(Saved data entries)
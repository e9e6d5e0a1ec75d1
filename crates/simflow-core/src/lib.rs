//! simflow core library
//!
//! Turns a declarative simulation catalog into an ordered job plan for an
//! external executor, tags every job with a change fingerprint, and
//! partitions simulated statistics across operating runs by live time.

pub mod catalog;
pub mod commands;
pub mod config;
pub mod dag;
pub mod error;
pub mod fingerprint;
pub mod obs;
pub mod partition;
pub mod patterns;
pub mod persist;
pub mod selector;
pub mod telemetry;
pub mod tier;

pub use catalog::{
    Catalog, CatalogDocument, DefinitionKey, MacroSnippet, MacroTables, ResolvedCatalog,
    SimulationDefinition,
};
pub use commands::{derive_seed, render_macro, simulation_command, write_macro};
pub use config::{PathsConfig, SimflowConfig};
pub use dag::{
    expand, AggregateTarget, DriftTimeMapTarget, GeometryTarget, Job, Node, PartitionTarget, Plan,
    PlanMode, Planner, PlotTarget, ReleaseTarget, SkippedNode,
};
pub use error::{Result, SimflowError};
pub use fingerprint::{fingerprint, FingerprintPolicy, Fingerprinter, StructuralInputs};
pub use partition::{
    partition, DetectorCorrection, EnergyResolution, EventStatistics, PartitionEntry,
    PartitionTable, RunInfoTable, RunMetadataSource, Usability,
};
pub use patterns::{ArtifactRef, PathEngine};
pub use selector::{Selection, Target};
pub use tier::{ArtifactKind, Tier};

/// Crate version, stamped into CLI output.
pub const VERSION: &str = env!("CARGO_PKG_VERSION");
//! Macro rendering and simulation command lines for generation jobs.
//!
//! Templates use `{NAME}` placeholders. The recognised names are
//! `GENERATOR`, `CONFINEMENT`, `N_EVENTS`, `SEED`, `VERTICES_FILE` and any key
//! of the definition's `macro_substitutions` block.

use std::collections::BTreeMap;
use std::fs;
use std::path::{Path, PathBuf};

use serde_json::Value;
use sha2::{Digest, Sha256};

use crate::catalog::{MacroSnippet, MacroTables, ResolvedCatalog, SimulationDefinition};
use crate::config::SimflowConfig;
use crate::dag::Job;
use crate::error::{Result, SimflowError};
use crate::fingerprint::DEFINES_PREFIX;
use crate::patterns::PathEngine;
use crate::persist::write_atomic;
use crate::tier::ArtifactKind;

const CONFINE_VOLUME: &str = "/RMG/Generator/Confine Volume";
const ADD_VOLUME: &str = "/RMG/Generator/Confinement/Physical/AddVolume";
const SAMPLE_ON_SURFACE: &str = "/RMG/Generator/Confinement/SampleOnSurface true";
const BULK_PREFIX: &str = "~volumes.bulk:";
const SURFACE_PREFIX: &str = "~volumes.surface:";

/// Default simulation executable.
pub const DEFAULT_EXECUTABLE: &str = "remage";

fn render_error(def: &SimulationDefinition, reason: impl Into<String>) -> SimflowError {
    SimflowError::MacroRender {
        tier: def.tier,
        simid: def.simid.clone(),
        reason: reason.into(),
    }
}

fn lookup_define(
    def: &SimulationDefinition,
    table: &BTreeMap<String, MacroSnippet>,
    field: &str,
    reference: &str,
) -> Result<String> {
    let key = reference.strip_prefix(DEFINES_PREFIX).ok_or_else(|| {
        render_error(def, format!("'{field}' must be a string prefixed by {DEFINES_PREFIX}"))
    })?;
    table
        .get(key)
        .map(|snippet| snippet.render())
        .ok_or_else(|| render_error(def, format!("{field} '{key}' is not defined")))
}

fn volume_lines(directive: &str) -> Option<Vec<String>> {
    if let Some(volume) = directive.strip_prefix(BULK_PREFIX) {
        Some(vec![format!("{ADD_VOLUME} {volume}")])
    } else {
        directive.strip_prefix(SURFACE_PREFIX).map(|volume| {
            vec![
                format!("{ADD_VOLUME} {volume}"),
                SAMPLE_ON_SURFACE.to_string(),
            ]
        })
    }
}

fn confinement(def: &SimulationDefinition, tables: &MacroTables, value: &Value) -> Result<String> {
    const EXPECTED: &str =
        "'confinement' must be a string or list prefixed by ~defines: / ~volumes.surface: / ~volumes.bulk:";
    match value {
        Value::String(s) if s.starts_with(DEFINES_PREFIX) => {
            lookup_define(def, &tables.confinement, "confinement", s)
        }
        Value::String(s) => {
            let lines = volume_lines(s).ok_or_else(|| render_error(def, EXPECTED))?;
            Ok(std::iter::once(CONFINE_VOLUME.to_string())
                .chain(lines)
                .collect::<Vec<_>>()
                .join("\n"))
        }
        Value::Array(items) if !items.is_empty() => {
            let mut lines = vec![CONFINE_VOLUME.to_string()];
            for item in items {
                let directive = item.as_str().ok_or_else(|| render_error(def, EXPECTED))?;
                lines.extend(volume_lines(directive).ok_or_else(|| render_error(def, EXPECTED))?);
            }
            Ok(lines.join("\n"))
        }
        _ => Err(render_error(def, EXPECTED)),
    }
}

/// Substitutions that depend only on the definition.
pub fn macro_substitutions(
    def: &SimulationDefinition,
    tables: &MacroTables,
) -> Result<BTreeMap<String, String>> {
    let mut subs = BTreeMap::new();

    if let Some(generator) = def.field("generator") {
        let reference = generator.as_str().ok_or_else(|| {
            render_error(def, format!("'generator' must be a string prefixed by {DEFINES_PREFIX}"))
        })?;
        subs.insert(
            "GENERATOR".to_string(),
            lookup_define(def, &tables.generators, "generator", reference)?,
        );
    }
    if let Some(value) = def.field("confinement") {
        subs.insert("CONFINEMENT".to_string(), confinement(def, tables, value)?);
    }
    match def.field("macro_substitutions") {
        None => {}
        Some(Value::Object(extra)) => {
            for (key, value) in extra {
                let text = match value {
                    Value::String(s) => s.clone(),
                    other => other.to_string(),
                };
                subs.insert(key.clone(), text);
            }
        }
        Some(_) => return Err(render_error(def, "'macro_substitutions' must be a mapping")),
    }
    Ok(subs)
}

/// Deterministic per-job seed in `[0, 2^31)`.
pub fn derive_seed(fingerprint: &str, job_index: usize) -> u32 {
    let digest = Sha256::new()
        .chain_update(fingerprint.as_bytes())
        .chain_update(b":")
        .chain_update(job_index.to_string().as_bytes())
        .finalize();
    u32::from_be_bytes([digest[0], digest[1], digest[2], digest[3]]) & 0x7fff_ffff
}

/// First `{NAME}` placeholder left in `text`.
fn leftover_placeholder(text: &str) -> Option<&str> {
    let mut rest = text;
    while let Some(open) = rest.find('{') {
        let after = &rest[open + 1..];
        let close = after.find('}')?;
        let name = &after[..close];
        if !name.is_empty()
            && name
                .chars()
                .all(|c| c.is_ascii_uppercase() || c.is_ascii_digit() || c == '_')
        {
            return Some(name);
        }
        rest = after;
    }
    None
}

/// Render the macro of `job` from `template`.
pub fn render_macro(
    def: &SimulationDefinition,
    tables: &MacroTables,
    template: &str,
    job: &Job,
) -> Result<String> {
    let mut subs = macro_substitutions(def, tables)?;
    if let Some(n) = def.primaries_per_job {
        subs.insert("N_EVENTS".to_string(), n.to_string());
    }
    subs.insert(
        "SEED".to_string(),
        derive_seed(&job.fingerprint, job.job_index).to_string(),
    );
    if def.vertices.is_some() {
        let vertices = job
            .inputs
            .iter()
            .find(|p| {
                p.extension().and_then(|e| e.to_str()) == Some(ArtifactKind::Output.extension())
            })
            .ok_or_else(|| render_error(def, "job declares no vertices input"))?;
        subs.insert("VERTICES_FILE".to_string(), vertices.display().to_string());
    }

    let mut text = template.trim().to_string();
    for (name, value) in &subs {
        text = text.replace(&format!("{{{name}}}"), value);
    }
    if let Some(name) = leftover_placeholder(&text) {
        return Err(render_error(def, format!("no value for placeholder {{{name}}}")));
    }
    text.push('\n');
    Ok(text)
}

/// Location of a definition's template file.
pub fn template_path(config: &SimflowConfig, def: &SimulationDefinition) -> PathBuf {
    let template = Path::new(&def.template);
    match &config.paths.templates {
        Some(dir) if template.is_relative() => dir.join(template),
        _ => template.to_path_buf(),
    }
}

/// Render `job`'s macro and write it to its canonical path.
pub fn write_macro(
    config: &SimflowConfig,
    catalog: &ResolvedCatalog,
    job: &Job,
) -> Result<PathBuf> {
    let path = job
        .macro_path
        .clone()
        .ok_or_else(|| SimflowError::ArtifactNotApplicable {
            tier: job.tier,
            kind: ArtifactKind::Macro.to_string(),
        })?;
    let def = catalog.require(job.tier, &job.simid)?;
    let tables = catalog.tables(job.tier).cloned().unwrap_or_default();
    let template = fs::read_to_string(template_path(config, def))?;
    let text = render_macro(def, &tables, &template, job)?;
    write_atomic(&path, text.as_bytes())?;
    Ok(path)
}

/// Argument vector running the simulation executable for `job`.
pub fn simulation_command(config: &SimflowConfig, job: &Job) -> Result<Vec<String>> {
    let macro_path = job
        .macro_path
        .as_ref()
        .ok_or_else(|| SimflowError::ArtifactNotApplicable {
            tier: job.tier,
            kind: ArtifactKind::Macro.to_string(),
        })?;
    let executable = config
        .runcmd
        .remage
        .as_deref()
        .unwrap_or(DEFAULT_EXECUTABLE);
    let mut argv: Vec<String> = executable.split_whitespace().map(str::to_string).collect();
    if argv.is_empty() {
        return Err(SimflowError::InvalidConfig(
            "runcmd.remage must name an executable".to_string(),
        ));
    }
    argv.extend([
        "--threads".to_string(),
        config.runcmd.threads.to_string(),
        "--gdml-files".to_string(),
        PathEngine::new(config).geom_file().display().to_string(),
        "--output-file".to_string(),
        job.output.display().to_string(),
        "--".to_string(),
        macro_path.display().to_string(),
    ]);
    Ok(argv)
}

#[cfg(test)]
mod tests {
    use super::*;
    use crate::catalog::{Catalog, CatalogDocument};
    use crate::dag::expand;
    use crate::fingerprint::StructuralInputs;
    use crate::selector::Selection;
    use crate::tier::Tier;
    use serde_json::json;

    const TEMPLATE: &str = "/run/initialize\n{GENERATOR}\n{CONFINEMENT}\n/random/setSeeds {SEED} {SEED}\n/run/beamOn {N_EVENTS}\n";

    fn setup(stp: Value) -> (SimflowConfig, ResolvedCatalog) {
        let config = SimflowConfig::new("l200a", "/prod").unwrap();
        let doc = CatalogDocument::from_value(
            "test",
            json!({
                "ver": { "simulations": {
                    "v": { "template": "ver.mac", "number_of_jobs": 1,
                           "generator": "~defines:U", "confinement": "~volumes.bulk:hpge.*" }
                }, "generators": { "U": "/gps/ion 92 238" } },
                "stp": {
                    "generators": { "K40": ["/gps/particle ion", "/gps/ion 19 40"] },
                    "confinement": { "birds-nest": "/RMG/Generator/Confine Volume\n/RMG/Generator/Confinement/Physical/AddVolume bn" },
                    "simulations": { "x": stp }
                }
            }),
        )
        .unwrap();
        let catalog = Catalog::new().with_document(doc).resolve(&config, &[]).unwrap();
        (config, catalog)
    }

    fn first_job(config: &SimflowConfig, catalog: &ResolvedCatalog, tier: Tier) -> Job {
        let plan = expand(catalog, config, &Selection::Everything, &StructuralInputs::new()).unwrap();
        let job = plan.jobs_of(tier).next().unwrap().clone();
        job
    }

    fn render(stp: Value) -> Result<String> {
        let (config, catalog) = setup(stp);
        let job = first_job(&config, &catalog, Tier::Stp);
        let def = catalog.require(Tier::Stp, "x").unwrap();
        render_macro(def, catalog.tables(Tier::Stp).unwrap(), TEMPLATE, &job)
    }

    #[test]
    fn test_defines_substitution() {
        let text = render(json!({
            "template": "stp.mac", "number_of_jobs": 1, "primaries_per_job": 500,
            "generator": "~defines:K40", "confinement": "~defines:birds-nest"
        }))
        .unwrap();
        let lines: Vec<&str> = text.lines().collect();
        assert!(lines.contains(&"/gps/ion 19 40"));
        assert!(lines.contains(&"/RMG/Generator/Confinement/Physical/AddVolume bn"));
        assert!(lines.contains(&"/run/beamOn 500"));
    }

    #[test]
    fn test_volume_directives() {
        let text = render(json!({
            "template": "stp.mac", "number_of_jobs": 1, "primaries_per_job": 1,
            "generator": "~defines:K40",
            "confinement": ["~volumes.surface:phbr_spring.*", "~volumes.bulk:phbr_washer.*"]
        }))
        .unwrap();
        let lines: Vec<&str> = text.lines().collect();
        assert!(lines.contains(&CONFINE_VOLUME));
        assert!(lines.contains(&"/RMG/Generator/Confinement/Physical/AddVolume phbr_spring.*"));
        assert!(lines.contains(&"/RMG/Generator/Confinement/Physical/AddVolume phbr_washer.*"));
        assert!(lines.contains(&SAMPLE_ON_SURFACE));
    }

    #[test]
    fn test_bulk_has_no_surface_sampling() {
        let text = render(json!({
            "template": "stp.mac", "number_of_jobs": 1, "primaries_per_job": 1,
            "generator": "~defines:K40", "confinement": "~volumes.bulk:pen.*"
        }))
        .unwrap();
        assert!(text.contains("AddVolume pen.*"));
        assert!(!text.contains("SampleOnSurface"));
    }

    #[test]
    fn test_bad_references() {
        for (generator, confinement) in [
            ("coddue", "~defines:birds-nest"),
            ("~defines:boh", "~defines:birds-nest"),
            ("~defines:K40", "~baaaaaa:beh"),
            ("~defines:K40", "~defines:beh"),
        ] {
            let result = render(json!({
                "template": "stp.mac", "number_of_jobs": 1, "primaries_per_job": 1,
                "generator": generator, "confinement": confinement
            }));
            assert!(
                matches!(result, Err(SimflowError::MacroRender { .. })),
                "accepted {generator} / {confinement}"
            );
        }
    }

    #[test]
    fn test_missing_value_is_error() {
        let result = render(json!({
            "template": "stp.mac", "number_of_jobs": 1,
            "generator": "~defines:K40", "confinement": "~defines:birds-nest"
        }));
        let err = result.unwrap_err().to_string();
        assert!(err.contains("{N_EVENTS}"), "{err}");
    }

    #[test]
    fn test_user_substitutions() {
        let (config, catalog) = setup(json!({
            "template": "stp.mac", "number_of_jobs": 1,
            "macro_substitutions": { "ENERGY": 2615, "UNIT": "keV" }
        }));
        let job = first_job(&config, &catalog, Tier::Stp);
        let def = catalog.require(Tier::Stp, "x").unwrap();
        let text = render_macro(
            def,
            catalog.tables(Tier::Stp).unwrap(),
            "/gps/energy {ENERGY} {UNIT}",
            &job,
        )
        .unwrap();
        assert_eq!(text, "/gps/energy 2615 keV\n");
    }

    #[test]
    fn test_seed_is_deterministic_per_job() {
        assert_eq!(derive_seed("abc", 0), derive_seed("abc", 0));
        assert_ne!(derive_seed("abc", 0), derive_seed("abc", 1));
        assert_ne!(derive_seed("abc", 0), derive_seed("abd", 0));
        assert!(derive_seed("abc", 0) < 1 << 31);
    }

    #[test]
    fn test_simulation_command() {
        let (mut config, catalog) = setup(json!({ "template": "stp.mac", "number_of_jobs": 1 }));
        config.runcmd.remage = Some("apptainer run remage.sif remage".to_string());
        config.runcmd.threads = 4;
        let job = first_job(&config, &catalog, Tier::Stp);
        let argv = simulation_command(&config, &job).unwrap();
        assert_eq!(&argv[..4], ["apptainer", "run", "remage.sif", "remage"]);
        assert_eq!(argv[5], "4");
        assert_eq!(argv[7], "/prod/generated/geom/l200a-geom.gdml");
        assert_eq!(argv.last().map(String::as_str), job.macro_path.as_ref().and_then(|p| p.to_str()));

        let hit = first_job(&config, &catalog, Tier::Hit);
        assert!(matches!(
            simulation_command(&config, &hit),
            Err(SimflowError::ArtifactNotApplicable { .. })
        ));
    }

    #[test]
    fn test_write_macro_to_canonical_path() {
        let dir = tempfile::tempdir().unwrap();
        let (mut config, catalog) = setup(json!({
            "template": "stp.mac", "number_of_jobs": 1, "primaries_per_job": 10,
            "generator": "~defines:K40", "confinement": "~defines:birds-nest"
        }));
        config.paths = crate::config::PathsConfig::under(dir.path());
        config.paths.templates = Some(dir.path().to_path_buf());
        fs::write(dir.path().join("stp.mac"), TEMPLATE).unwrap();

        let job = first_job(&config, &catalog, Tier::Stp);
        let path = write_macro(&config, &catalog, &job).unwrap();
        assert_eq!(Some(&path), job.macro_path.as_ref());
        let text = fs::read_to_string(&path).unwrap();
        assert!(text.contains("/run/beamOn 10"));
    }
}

TASK DIRECTIONS —
Repeat, exactly as they stand above, the lines from the line with "Render the macro" to the line with "let template = Path::new(&def.template);", both lines included.

OUTPUT BELOW —
/// Render the macro of `job` from `template`.
pub fn render_macro(
    def: &SimulationDefinition,
    tables: &MacroTables,
    template: &str,
    job: &Job,
) -> Result<String> {
    let mut subs = macro_substitutions(def, tables)?;
    if let Some(n) = def.primaries_per_job {
        subs.insert("N_EVENTS".to_string(), n.to_string());
    }
    subs.insert(
        "SEED".to_string(),
        derive_seed(&job.fingerprint, job.job_index).to_string(),
    );
    if def.vertices.is_some() {
        let vertices = job
            .inputs
            .iter()
            .find(|p| {
                p.extension().and_then(|e| e.to_str()) == Some(ArtifactKind::Output.extension())
            })
            .ok_or_else(|| render_error(def, "job declares no vertices input"))?;
        subs.insert("VERTICES_FILE".to_string(), vertices.display().to_string());
    }

    let mut text = template.trim().to_string();
    for (name, value) in &subs {
        text = text.replace(&format!("{{{name}}}"), value);
    }
    if let Some(name) = leftover_placeholder(&text) {
        return Err(render_error(def, format!("no value for placeholder {{{name}}}")));
    }
    text.push('\n');
    Ok(text)
}

/// Location of a definition's template file.
pub fn template_path(config: &SimflowConfig, def: &SimulationDefinition) -> PathBuf {
    let template = Path::new(&def.template);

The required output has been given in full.